### EXERCISE BRIEF
The response should be a precise copy of every entry.

(Records from a data collection)
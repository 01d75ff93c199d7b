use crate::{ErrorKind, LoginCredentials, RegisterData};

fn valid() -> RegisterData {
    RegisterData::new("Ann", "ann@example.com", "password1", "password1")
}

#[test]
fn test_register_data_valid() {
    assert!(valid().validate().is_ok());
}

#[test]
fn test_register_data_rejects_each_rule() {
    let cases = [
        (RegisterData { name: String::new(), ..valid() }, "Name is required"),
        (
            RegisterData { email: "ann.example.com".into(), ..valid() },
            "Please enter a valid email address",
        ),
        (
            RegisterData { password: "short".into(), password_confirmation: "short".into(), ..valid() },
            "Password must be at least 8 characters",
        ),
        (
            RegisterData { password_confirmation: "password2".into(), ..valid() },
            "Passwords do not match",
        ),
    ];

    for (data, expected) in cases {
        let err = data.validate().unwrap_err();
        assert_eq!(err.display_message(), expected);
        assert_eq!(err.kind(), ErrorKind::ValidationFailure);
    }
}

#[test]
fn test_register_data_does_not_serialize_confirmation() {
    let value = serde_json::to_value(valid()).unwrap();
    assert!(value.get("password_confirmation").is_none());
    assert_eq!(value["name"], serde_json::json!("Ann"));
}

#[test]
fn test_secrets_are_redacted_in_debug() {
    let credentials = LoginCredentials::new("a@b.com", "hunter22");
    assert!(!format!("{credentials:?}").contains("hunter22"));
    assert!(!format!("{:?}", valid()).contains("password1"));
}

### EXERCISE RESULT
repository 01d75ff93c199d7b
use crate::{ErrorKind, LoginCredentials, RegisterData};

fn valid() -> RegisterData {
    RegisterData::new("Ann", "ann@example.com", "password1", "password1")
}

#[test]
fn test_register_data_valid() {
    assert!(valid().validate().is_ok());
}

#[test]
fn test_register_data_rejects_each_rule() {
    let cases = [
        (RegisterData { name: String::new(), ..valid() }, "Name is required"),
        (
            RegisterData { email: "ann.example.com".into(), ..valid() },
            "Please enter a valid email address",
        ),
        (
            RegisterData { password: "short".into(), password_confirmation: "short".into(), ..valid() },
            "Password must be at least 8 characters",
        ),
        (
            RegisterData { password_confirmation: "password2".into(), ..valid() },
            "Passwords do not match",
        ),
    ];

    for (data, expected) in cases {
        let err = data.validate().unwrap_err();
        assert_eq!(err.display_message(), expected);
        assert_eq!(err.kind(), ErrorKind::ValidationFailure);
    }
}

#[test]
fn test_register_data_does_not_serialize_confirmation() {
    let value = serde_json::to_value(valid()).unwrap();
    assert!(value.get("password_confirmation").is_none());
    assert_eq!(value["name"], serde_json::json!("Ann"));
}

#[test]
fn test_secrets_are_redacted_in_debug() {
    let credentials = LoginCredentials::new("a@b.com", "hunter22");
    assert!(!format!("{credentials:?}").contains("hunter22"));
    assert!(!format!("{:?}", valid()).contains("password1"));
}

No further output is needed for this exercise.